At the same time, Kennedy said, the state and county health departments continue to open up vaccinations for new groups, which continues to take away from people over the age of 65 and those who live in congregate care.

“The state went ahead and opened up these mega-sites, so we started vaccinating all these people all at once, but we haven’t even finished vaccinating the people that are highest risk. And there is a lot of frustration with that process,” she said. “It’s the older population that is more likely to have a bad outcome. So when you have a healthy person jumping the line and getting a vaccine when they’re not supposed to yet, they’re basically taking a vaccine from somebody who really needs it and who may not have a healthy outcome.”

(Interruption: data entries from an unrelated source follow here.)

//! Type-state builder for `Scale` and generic `build_scale` constructor.
//!
//! The builder enforces at compile time that a load cell and a display are
//! provided before `build()` is available. `try_build()` is always available
//! for dynamic checks.

use std::marker::PhantomData;
use std::sync::Arc;
use std::time::Duration;

use brewscale_traits::clock::{Clock, MonotonicClock};
use brewscale_traits::{Buzzer, DisplaySink, Frame, LoadCell};

use crate::config::{DisplayCfg, FilterCfg, LoopCfg, TimerCfg};
use crate::engine::{ScaleCore, loop_period};
use crate::error::{BuildError, Result};
use crate::mocks::NullBuzzer;
use crate::pipeline::WeightPipeline;
use crate::timer::BrewTimer;

// ── Public dynamic-dispatch wrapper ──────────────────────────────────────────

/// Public dynamic (boxed) scale that preserves the trait-object API via
/// composition.
pub struct Scale {
    pub(crate) inner:
        ScaleCore<Box<dyn LoadCell>, Box<dyn DisplaySink>, Box<dyn Buzzer>>,
}

impl core::fmt::Debug for Scale {
    fn fmt(&self, f: &mut core::fmt::Formatter<'_>) -> core::fmt::Result {
        f.debug_struct("Scale")
            .field("last_units", &self.inner.last_units)
            .field("timer_running", &self.inner.timer.is_running())
            .finish()
    }
}

impl Scale {
    /// Start building a Scale.
    pub fn builder() -> ScaleBuilder<Missing, Missing> {
        ScaleBuilder::default()
    }

    /// Boot sequence: splash, beeps, initial tare.
    pub fn start(&mut self) -> Result<()> {
        self.inner.start()
    }

    /// One iteration of the control loop.
    pub fn tick(&mut self) -> Result<Frame> {
        self.inner.tick()
    }

    /// Run until shutdown or the optional tick cap.
    pub fn run(
        &mut self,
        shutdown: &std::sync::atomic::AtomicBool,
        max_ticks: Option<u64>,
    ) -> Result<()> {
        self.inner.run(shutdown, max_ticks)
    }

    /// Tare the sensor and reset filter and timer state.
    pub fn apply_tare(&mut self) {
        self.inner.apply_tare();
    }

    /// Last raw units sample (pre-pipeline).
    pub fn last_units(&self) -> f32 {
        self.inner.last_units()
    }

    /// Current filter output, before display conditioning.
    pub fn filtered(&self) -> f32 {
        self.inner.filtered()
    }

    pub fn timer_running(&self) -> bool {
        self.inner.timer_running()
    }
}

// ── Type-state markers ───────────────────────────────────────────────────────

pub struct Missing;
pub struct Set;

/// Builder for `Scale`. All config is validated on `build()`.
pub struct ScaleBuilder<C, D> {
    cell: Option<Box<dyn LoadCell>>,
    display: Option<Box<dyn DisplaySink>>,
    buzzer: Option<Box<dyn Buzzer>>,
    filter: Option<FilterCfg>,
    conditioning: Option<DisplayCfg>,
    timer: Option<TimerCfg>,
    pacing: Option<LoopCfg>,
    tare_input: Option<Box<dyn Fn() -> bool>>,
    clock: Option<Box<dyn Clock + Send + Sync>>,
    _c: PhantomData<C>,
    _d: PhantomData<D>,
}

impl Default for ScaleBuilder<Missing, Missing> {
    fn default() -> Self {
        Self {
            cell: None,
            display: None,
            buzzer: None,
            filter: None,
            conditioning: None,
            timer: None,
            pacing: None,
            tare_input: None,
            clock: None,
            _c: PhantomData,
            _d: PhantomData,
        }
    }
}

/// Validate configuration and construct a `ScaleCore`.
///
/// This is the single source of truth for validation and construction,
/// used by both `ScaleBuilder::try_build()` and `build_scale()`.
fn validate_and_build<C: LoadCell, D: DisplaySink, B: Buzzer>(
    cell: C,
    display: D,
    buzzer: B,
    filter: FilterCfg,
    conditioning: DisplayCfg,
    timer: TimerCfg,
    pacing: LoopCfg,
    tare_input: Option<Box<dyn Fn() -> bool>>,
    clock: Option<Box<dyn Clock + Send + Sync>>,
) -> Result<ScaleCore<C, D, B>> {
    // ── Validation ───────────────────────────────────────────────────────────
    if !(filter.snap_g > filter.fast_g && filter.fast_g > filter.medium_g && filter.medium_g > 0.0)
    {
        return Err(eyre::Report::new(BuildError::InvalidConfig(
            "filter bands must satisfy snap_g > fast_g > medium_g > 0",
        )));
    }
    for alpha in [filter.fast_alpha, filter.medium_alpha, filter.settle_alpha] {
        if !(alpha > 0.0 && alpha <= 1.0) {
            return Err(eyre::Report::new(BuildError::InvalidConfig(
                "filter alphas must be in (0, 1]",
            )));
        }
    }
    if conditioning.hysteresis_g.is_sign_negative() {
        return Err(eyre::Report::new(BuildError::InvalidConfig(
            "hysteresis_g must be >= 0",
        )));
    }
    if conditioning.zero_band_neg_g.is_sign_negative()
        || conditioning.zero_band_pos_g.is_sign_negative()
    {
        return Err(eyre::Report::new(BuildError::InvalidConfig(
            "zero clamp bands must be >= 0",
        )));
    }
    if !(conditioning.resolution_g > 0.0) {
        return Err(eyre::Report::new(BuildError::InvalidConfig(
            "resolution_g must be > 0",
        )));
    }
    if !(timer.start_g > 0.0) {
        return Err(eyre::Report::new(BuildError::InvalidConfig(
            "timer start_g must be > 0",
        )));
    }
    if !(timer.min_flow_g > 0.0) {
        return Err(eyre::Report::new(BuildError::InvalidConfig(
            "timer min_flow_g must be > 0",
        )));
    }
    if timer.min_flow_ms == 0 {
        return Err(eyre::Report::new(BuildError::InvalidConfig(
            "timer min_flow_ms must be >= 1",
        )));
    }
    if pacing.tick_ms == 0 {
        return Err(eyre::Report::new(BuildError::InvalidConfig(
            "tick_ms must be >= 1",
        )));
    }
    if pacing.sample_average == 0 {
        return Err(eyre::Report::new(BuildError::InvalidConfig(
            "sample_average must be >= 1",
        )));
    }

    // ── Construct ────────────────────────────────────────────────────────────
    let clock: Arc<dyn Clock + Send + Sync> = match clock {
        Some(b) => Arc::from(b),
        None => Arc::new(MonotonicClock::new()),
    };
    let epoch = clock.now();
    let period = loop_period(&pacing);
    let debounce = Duration::from_millis(pacing.debounce_ms.max(1));

    Ok(ScaleCore {
        cell,
        display,
        buzzer,
        pipeline: WeightPipeline::new(filter, conditioning),
        timer: BrewTimer::new(timer),
        pacing,
        tare_input,
        clock,
        epoch,
        last_raw: 0,
        last_units: 0.0,
        period,
        debounce,
    })
}

impl<C, D> ScaleBuilder<C, D> {
    /// Fallible build available in any type-state; returns a detailed error
    /// for missing pieces.
    pub fn try_build(self) -> Result<Scale> {
        let cell = self
            .cell
            .ok_or_else(|| eyre::Report::new(BuildError::MissingLoadCell))?;
        let display = self
            .display
            .ok_or_else(|| eyre::Report::new(BuildError::MissingDisplay))?;
        let buzzer = self
            .buzzer
            .unwrap_or_else(|| Box::new(NullBuzzer) as Box<dyn Buzzer>);

        let inner = validate_and_build(
            cell,
            display,
            buzzer,
            self.filter.unwrap_or_default(),
            self.conditioning.unwrap_or_default(),
            self.timer.unwrap_or_default(),
            self.pacing.unwrap_or_default(),
            self.tare_input,
            self.clock,
        )?;

        Ok(Scale { inner })
    }
}

/// Chainable setters that do not affect type-state.
impl<C, D> ScaleBuilder<C, D> {
    pub fn with_buzzer(mut self, buzzer: impl Buzzer + 'static) -> Self {
        self.buzzer = Some(Box::new(buzzer));
        self
    }
    pub fn with_filter(mut self, filter: FilterCfg) -> Self {
        self.filter = Some(filter);
        self
    }
    pub fn with_conditioning(mut self, conditioning: DisplayCfg) -> Self {
        self.conditioning = Some(conditioning);
        self
    }
    pub fn with_timer(mut self, timer: TimerCfg) -> Self {
        self.timer = Some(timer);
        self
    }
    pub fn with_pacing(mut self, pacing: LoopCfg) -> Self {
        self.pacing = Some(pacing);
        self
    }
    /// Polled once per tick; a true reading (after debounce) tares the scale.
    pub fn with_tare_input<F>(mut self, f: F) -> Self
    where
        F: Fn() -> bool + 'static,
    {
        self.tare_input = Some(Box::new(f));
        self
    }
    /// Provide a custom clock implementation; defaults to `MonotonicClock`
    /// when not provided.
    pub fn with_clock(mut self, clock: Box<dyn Clock + Send + Sync>) -> Self {
        self.clock = Some(clock);
        self
    }
}

// Setters that advance type-state
impl<D> ScaleBuilder<Missing, D> {
    pub fn with_load_cell(self, cell: impl LoadCell + 'static) -> ScaleBuilder<Set, D> {
        ScaleBuilder {
            cell: Some(Box::new(cell)),
            display: self.display,
            buzzer: self.buzzer,
            filter: self.filter,
            conditioning: self.conditioning,
            timer: self.timer,
            pacing: self.pacing,
            tare_input: self.tare_input,
            clock: self.clock,
            _c: PhantomData,
            _d: PhantomData,
        }
    }
}

impl<C> ScaleBuilder<C, Missing> {
    pub fn with_display(self, display: impl DisplaySink + 'static) -> ScaleBuilder<C, Set> {
        ScaleBuilder {
            cell: self.cell,
            display: Some(Box::new(display)),
            buzzer: self.buzzer,
            filter: self.filter,
            conditioning: self.conditioning,
            timer: self.timer,
            pacing: self.pacing,
            tare_input: self.tare_input,
            clock: self.clock,
            _c: PhantomData,
            _d: PhantomData,
        }
    }
}

impl ScaleBuilder<Set, Set> {
    /// Validate and build the Scale. Only available when both the load cell
    /// and the display are set.
    pub fn build(self) -> Result<Scale> {
        self.try_build()
    }
}

/// Generic, statically-dispatched alias using the unified core.
pub type ScaleG<C, D, B> = ScaleCore<C, D, B>;

/// Build a generic, statically-dispatched `ScaleG` from concrete parts.
///
/// Delegates to the shared `validate_and_build`, so validation logic is not
/// duplicated.
#[allow(clippy::too_many_arguments)]
pub fn build_scale<C, D, B>(
    cell: C,
    display: D,
    buzzer: B,
    filter: Option<FilterCfg>,
    conditioning: Option<DisplayCfg>,
    timer: Option<TimerCfg>,
    pacing: Option<LoopCfg>,
    tare_input: Option<Box<dyn Fn() -> bool>>,
    clock: Option<Box<dyn Clock + Send + Sync>>,
) -> Result<ScaleG<C, D, B>>
where
    C: LoadCell + 'static,
    D: DisplaySink + 'static,
    B: Buzzer + 'static,
{
    validate_and_build(
        cell,
        display,
        buzzer,
        filter.unwrap_or_default(),
        conditioning.unwrap_or_default(),
        timer.unwrap_or_default(),
        pacing.unwrap_or_default(),
        tare_input,
        clock,
    )
}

Susan Ernsky said she has been eagerly waiting for the chance to have her mother, Lee Keaton, vaccinated. Like many other residents of assisted-living facilities, Keaton could not be with her family for the holidays and will now celebrate her 91st birthday, Jan. 24, alone.

“There are times when I just want to cry,” Ernsky said. “Her hearing is very bad, so it’s nearly impossible to have a conversation with her over the phone. I try to check in with her every day, but the conversation is limited to the essentials because it’s so hard to communicate with her. It’s been extremely isolating for her, and she’s declined a lot in the last year I think partly because of that lack of interaction.”

Ernsky said Keaton can’t walk on her own and needs assistance in almost every aspect of her daily life, except for eating.

Because of the decline in health that she’s experienced in the last year, Ernsky will be moving her to a smaller facility where she can get more one-on-one care, where luckily, she is scheduled to receive a vaccine on Feb. 3.

While many assisted-living facilities continue to wait for a vaccine clinic, other facilities, like the one that Keaton will move to, have announced that they have already received or are scheduled to receive their first dose of the vaccine. Tucson Place at Ventana Canyon, for example, will receive their first doses on Sunday, Jan. 24.

It’s unclear what the timeline looks like for the remainder of assisted living facilities, but state and county officials continue to encourage community members to be patient.